The Westport Country Playhouse is storied indeed. Hundreds
of actors have graced its stage since it opened in 1931, including Danny
Aiello, Alan Alda, Jane Alexander, Matthew Broderick, Art Carney, Carol
Channing, Sammy Davis Jr., Richard Dreyfuss, Buddy Ebsen, Henry Fonda, Eva
Gabor, Larry Hagman, Neil Patrick Harris, Gene Kelly, Groucho Marx, Liza
Minnelli, Paul Newman, John Ritter, Mickey Rooney, Paul Rudd, Susan Sarandon,
Jessica Tandy, Christopher Walken and Gene Wilder.

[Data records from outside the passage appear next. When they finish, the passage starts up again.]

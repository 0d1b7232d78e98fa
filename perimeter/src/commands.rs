use crate::CLAP_STYLING;
use clap::{arg, command};
use std::path::PathBuf;

pub fn command_argument_builder() -> clap::Command {
    clap::Command::new("perimeter")
        .version(env!("CARGO_PKG_VERSION"))
        .bin_name("perimeter")
        .styles(CLAP_STYLING)
        .subcommand_required(true)
        .arg_required_else_help(true)
        .subcommand(
            command!("scan")
                .about(
                    "Passively assess one or more web targets: header hygiene, TLS, an \
                external transport audit, a bounded crawl and optional log triage.",
                )
                .arg(
                    arg!(-t --"target" <URL>)
                        .required(false)
                        .help("Target URL or host (repeatable; https:// is assumed)")
                        .action(clap::ArgAction::Append),
                )
                .arg(
                    arg!(-T --"targets-file" <PATH>)
                        .required(false)
                        .help("Path to a newline-delimited file of targets"),
                )
                .arg(
                    arg!(-l --"log-file" <PATH>)
                        .required(false)
                        .help("Access log to triage for every target"),
                )
                .arg(
                    arg!(-f --"format" <FORMAT>)
                        .required(false)
                        .help("Report format: text, json")
                        .value_parser(["text", "json"])
                        .default_value("text"),
                )
                .arg(
                    arg!(-o --"output" <PATH>)
                        .required(false)
                        .help("Save report to file (default: display to screen)")
                        .value_parser(clap::value_parser!(PathBuf)),
                )
                .arg(
                    arg!(--"max-pages" <NUM>)
                        .required(false)
                        .help("Maximum pages visited per crawl")
                        .value_parser(clap::value_parser!(usize))
                        .default_value("30"),
                )
                .arg(
                    arg!(--"max-depth" <NUM>)
                        .required(false)
                        .help("Maximum link depth followed from the target")
                        .value_parser(clap::value_parser!(usize))
                        .default_value("2"),
                )
                .arg(
                    arg!(--"timeout" <SECONDS>)
                        .required(false)
                        .help("Per-request timeout for baseline and crawl fetches")
                        .value_parser(clap::value_parser!(u64)),
                )
                .arg(
                    arg!(--"tool-timeout" <SECONDS>)
                        .required(false)
                        .help("Timeout for one audit tool invocation")
                        .value_parser(clap::value_parser!(u64))
                        .default_value("60"),
                )
                .arg(
                    arg!(--"tls-workers" <NUM>)
                        .required(false)
                        .help("Concurrent TLS probes across all targets")
                        .value_parser(clap::value_parser!(usize))
                        .default_value("8"),
                )
                .arg(
                    arg!(--"tool-workers" <NUM>)
                        .required(false)
                        .help("Concurrent audit tool processes across all targets")
                        .value_parser(clap::value_parser!(usize))
                        .default_value("3"),
                )
                .arg(
                    arg!(--"crawl-workers" <NUM>)
                        .required(false)
                        .help("Concurrent crawls across all targets")
                        .value_parser(clap::value_parser!(usize))
                        .default_value("4"),
                )
                .arg(
                    arg!(--"no-render")
                        .required(false)
                        .help("Never use the render fallback while crawling")
                        .action(clap::ArgAction::SetTrue),
                )
                .arg(
                    arg!(--"audit-tool" <PROGRAM>)
                        .required(false)
                        .help("External transport audit program, called as <PROGRAM> <host:port>")
                        .default_value("sslyze")
                        .conflicts_with("no-audit-tool"),
                )
                .arg(
                    arg!(--"no-audit-tool")
                        .required(false)
                        .help("Skip the external transport audit")
                        .action(clap::ArgAction::SetTrue),
                )
                .arg(
                    arg!(-q --"quiet" "Suppress banner and progress output")
                        .required(false)
                        .action(clap::ArgAction::SetTrue),
                )
                .arg(
                    arg!(-v --"verbose" "Increase log verbosity (-v info, -vv debug)")
                        .required(false)
                        .action(clap::ArgAction::Count),
                ),
        )
}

I live in Connecticut, and I’ve been to the Westport Country
Playhouse on more than one occasion. I first got into the act, so to speak, in
July 1998, when my brother and I saw Wonder
Years co-stars Dan Lauria and Fred Savage reunite in Wendell & Ben, a two-man play about a Gentile father and his
Jewish son-in-law. I drove to the playhouse, a converted 19th-century barn,
from my Fairfield home that summer evening. It took about 10 minutes to get
there — a five-mile straight shot west on the Post Road, into Westport. The
Westport Country Playhouse, you see, is in Westport. Sherman, a
small town on the New York border, also has a playhouse, but it’s called — get
this — the Sherman Playhouse.
I’m sorry, Sherman,
but you’re not Westport’s stage name.
It’s curtains for you.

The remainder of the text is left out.